-- What is needed --
Return every line from the one with "use num_traits::Float;" through the one with "let b3 = t2 * t;", inclusive, exactly as it appears below.

-- Input data --
------------------------------
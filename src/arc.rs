//! Elliptical arc parameterization and cubic approximation.
//!
//! Path text describes arcs by their endpoints, radii, tilt, and two
//! selection flags. Drawing needs the center form: an ellipse, a start
//! angle, and a signed sweep. [`endpoint_to_center`] performs that
//! conversion; [`cubic_approximation`] then replaces an angular span
//! with a single cubic Bézier segment.

use crate::error::ArcError;
use crate::primitives::{Ellipse2, Mat2, Point2, Vec2};
use num_traits::Float;

/// An elliptical arc described by its endpoints.
///
/// This is the wire form of the grammar's arc command: two endpoints,
/// the ellipse radii and tilt, and the two flags that pick one of the
/// four candidate arcs through those endpoints.
#[derive(Debug, Clone, Copy, PartialEq)]
pub struct EndpointArc<F> {
    /// Arc start point.
    pub from: Point2<F>,
    /// Arc end point.
    pub to: Point2<F>,
    /// Radius along the ellipse's x axis (before tilt).
    pub rx: F,
    /// Radius along the ellipse's y axis (before tilt).
    pub ry: F,
    /// Tilt of the ellipse's x axis from the coordinate x axis, in radians.
    pub x_axis_rotation: F,
    /// Selects the candidate arc spanning more than half a turn.
    pub large_arc: bool,
    /// Selects the positive-angle sweep direction.
    pub sweep: bool,
}

/// An elliptical arc described by its ellipse and angular span.
#[derive(Debug, Clone, Copy, PartialEq)]
pub struct CenterArc<F> {
    /// The ellipse the arc lies on.
    pub ellipse: Ellipse2<F>,
    /// Angle of the arc's start point, counter-clockwise from the major axis.
    pub start_angle: F,
    /// Signed angular extent; negative sweeps clockwise.
    pub sweep_angle: F,
}

/// One cubic Bézier segment.
#[derive(Debug, Clone, Copy, PartialEq)]
pub struct CubicSegment<F> {
    /// Start point.
    pub from: Point2<F>,
    /// First control point.
    pub c1: Point2<F>,
    /// Second control point.
    pub c2: Point2<F>,
    /// End point.
    pub to: Point2<F>,
}

impl<F: Float> CubicSegment<F> {
    /// Creates a segment from its four points.
    #[inline]
    pub fn new(from: Point2<F>, c1: Point2<F>, c2: Point2<F>, to: Point2<F>) -> Self {
        Self { from, c1, c2, to }
    }

    /// Evaluates the segment at parameter `t` (0 to 1).
    pub fn eval(&self, t: F) -> Point2<F> {
        let one = F::one();
        let three = F::from(3.0).unwrap();
        let mt = one - t;
        let mt2 = mt * mt;
        let t2 = t * t;

        let b0 = mt2 * mt;
        let b1 = three * mt2 * t;
        let b2 = three * mt * t2;
        let b3 = t2 * t;

        Point2::new(
            b0 * self.from.x + b1 * self.c1.x + b2 * self.c2.x + b3 * self.to.x,
            b0 * self.from.y + b1 * self.c1.y + b2 * self.c2.y + b3 * self.to.y,
        )
    }
}

/// Signed angle from `u` to `v`: `sign(u × v) · acos(u·v / (|u|·|v|))`.
///
/// The cosine is clamped into [-1, 1] so parallel vectors with rounding
/// error do not produce NaN.
fn signed_angle<F: Float>(u: Vec2<F>, v: Vec2<F>) -> F {
    let one = F::one();
    let cos = (u.dot(v) / (u.magnitude() * v.magnitude()))
        .max(-one)
        .min(one);
    let angle = cos.acos();
    if u.cross(v) < F::zero() {
        -angle
    } else {
        angle
    }
}

/// Converts an endpoint-form arc to center form.
///
/// Both endpoints are rotated into the ellipse's untilted frame, the
/// center is solved there in closed form (the sign of the square-root
/// term is positive exactly when the flags differ), and the start and
/// sweep angles are measured between untilted-frame vectors. The sweep
/// is then folded by one full turn so its sign agrees with the sweep
/// flag.
///
/// Inputs that would break the closed form are rejected:
///
/// - a zero radius ([`ArcError::ZeroRadius`])
/// - coincident endpoints ([`ArcError::CoincidentEndpoints`])
/// - radii too small for any ellipse to reach both endpoints
///   ([`ArcError::RadiiTooSmall`])
///
/// # Example
///
/// ```
/// use pathwise::arc::{endpoint_to_center, EndpointArc};
/// use pathwise::primitives::Point2;
///
/// // Half of a unit circle.
/// let arc = EndpointArc {
///     from: Point2::new(-1.0, 0.0),
///     to: Point2::new(1.0, 0.0),
///     rx: 1.0,
///     ry: 1.0,
///     x_axis_rotation: 0.0,
///     large_arc: false,
///     sweep: true,
/// };
///
/// let center = endpoint_to_center(&arc).unwrap();
/// assert!(center.ellipse.center.distance(Point2::origin()) < 1e-9);
/// ```
pub fn endpoint_to_center<F: Float>(arc: &EndpointArc<F>) -> Result<CenterArc<F>, ArcError> {
    let two = F::one() + F::one();
    let tau = F::from(std::f64::consts::TAU).unwrap();

    let a = arc.rx.abs();
    let b = arc.ry.abs();
    if a < F::epsilon() || b < F::epsilon() {
        return Err(ArcError::ZeroRadius);
    }
    if arc.from.distance_squared(arc.to) < F::epsilon() {
        return Err(ArcError::CoincidentEndpoints);
    }

    // Endpoints in the ellipse's untilted frame.
    let untilt = Mat2::rotation(-arc.x_axis_rotation);
    let p1 = untilt.mul_vec(arc.from.to_vec());
    let p2 = untilt.mul_vec(arc.to.to_vec());

    // Half-chord and midpoint of the rotated endpoints.
    let xd = (p1.x - p2.x) / two;
    let yd = (p1.y - p2.y) / two;
    let mid = (p1 + p2) / two;

    // Closed-form center in the untilted frame.
    let a2 = a * a;
    let b2 = b * b;
    let numerator = a2 * b2 - a2 * yd * yd - b2 * xd * xd;
    let denominator = a2 * yd * yd + b2 * xd * xd;
    let radicand = numerator / denominator;
    if radicand < F::zero() {
        return Err(ArcError::RadiiTooSmall);
    }

    let sign = if arc.large_arc != arc.sweep {
        F::one()
    } else {
        -F::one()
    };
    let k = sign * radicand.sqrt();
    let local_center = Vec2::new(mid.x + k * a * yd / b, mid.y - k * b * xd / a);

    let center = Point2::from(Mat2::rotation(arc.x_axis_rotation).mul_vec(local_center));

    // Angles measured against untilted-frame vectors from the center.
    let u = p1 - local_center;
    let v = p2 - local_center;
    let start_angle = signed_angle(Vec2::unit_x(), u);
    let mut sweep_angle = signed_angle(u, v);

    // Fold the sweep by a full turn so its sign matches the flag.
    if !arc.sweep && sweep_angle > F::zero() {
        sweep_angle = sweep_angle - tau;
    } else if arc.sweep && sweep_angle < F::zero() {
        sweep_angle = sweep_angle + tau;
    }

    Ok(CenterArc {
        ellipse: Ellipse2::new(center, a, b, arc.x_axis_rotation),
        start_angle,
        sweep_angle,
    })
}

/// Approximates the span from `start` to `end` on `ellipse` with one
/// cubic Bézier segment.
///
/// Endpoints are the ellipse points at the two angles; each control
/// point offsets its endpoint along the ellipse tangent there, scaled by
/// `α = sin(Δ)·(√(4 + 3·tan²(Δ/2)) − 1) / 3`.
///
/// A single segment is accurate up to about a quarter turn and degrades
/// beyond that; larger spans are not subdivided here.
pub fn cubic_approximation<F: Float>(ellipse: &Ellipse2<F>, start: F, end: F) -> CubicSegment<F> {
    let three = F::from(3.0).unwrap();
    let four = F::from(4.0).unwrap();
    let two = F::one() + F::one();

    let delta = end - start;
    let half_tan = (delta / two).tan();
    let alpha = delta.sin() * ((four + three * half_tan * half_tan).sqrt() - F::one()) / three;

    let from = ellipse.point_at(start);
    let to = ellipse.point_at(end);
    let c1 = from + ellipse.tangent_at(start) * alpha;
    let c2 = to - ellipse.tangent_at(end) * alpha;

    CubicSegment::new(from, c1, c2, to)
}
------------------------------
-- Answer space --
use num_traits::Float;

/// An elliptical arc described by its endpoints.
///
/// This is the wire form of the grammar's arc command: two endpoints,
/// the ellipse radii and tilt, and the two flags that pick one of the
/// four candidate arcs through those endpoints.
#[derive(Debug, Clone, Copy, PartialEq)]
pub struct EndpointArc<F> {
    /// Arc start point.
    pub from: Point2<F>,
    /// Arc end point.
    pub to: Point2<F>,
    /// Radius along the ellipse's x axis (before tilt).
    pub rx: F,
    /// Radius along the ellipse's y axis (before tilt).
    pub ry: F,
    /// Tilt of the ellipse's x axis from the coordinate x axis, in radians.
    pub x_axis_rotation: F,
    /// Selects the candidate arc spanning more than half a turn.
    pub large_arc: bool,
    /// Selects the positive-angle sweep direction.
    pub sweep: bool,
}

/// An elliptical arc described by its ellipse and angular span.
#[derive(Debug, Clone, Copy, PartialEq)]
pub struct CenterArc<F> {
    /// The ellipse the arc lies on.
    pub ellipse: Ellipse2<F>,
    /// Angle of the arc's start point, counter-clockwise from the major axis.
    pub start_angle: F,
    /// Signed angular extent; negative sweeps clockwise.
    pub sweep_angle: F,
}

/// One cubic Bézier segment.
#[derive(Debug, Clone, Copy, PartialEq)]
pub struct CubicSegment<F> {
    /// Start point.
    pub from: Point2<F>,
    /// First control point.
    pub c1: Point2<F>,
    /// Second control point.
    pub c2: Point2<F>,
    /// End point.
    pub to: Point2<F>,
}

impl<F: Float> CubicSegment<F> {
    /// Creates a segment from its four points.
    #[inline]
    pub fn new(from: Point2<F>, c1: Point2<F>, c2: Point2<F>, to: Point2<F>) -> Self {
        Self { from, c1, c2, to }
    }

    /// Evaluates the segment at parameter `t` (0 to 1).
    pub fn eval(&self, t: F) -> Point2<F> {
        let one = F::one();
        let three = F::from(3.0).unwrap();
        let mt = one - t;
        let mt2 = mt * mt;
        let t2 = t * t;

        let b0 = mt2 * mt;
        let b1 = three * mt2 * t;
        let b2 = three * mt * t2;
        let b3 = t2 * t;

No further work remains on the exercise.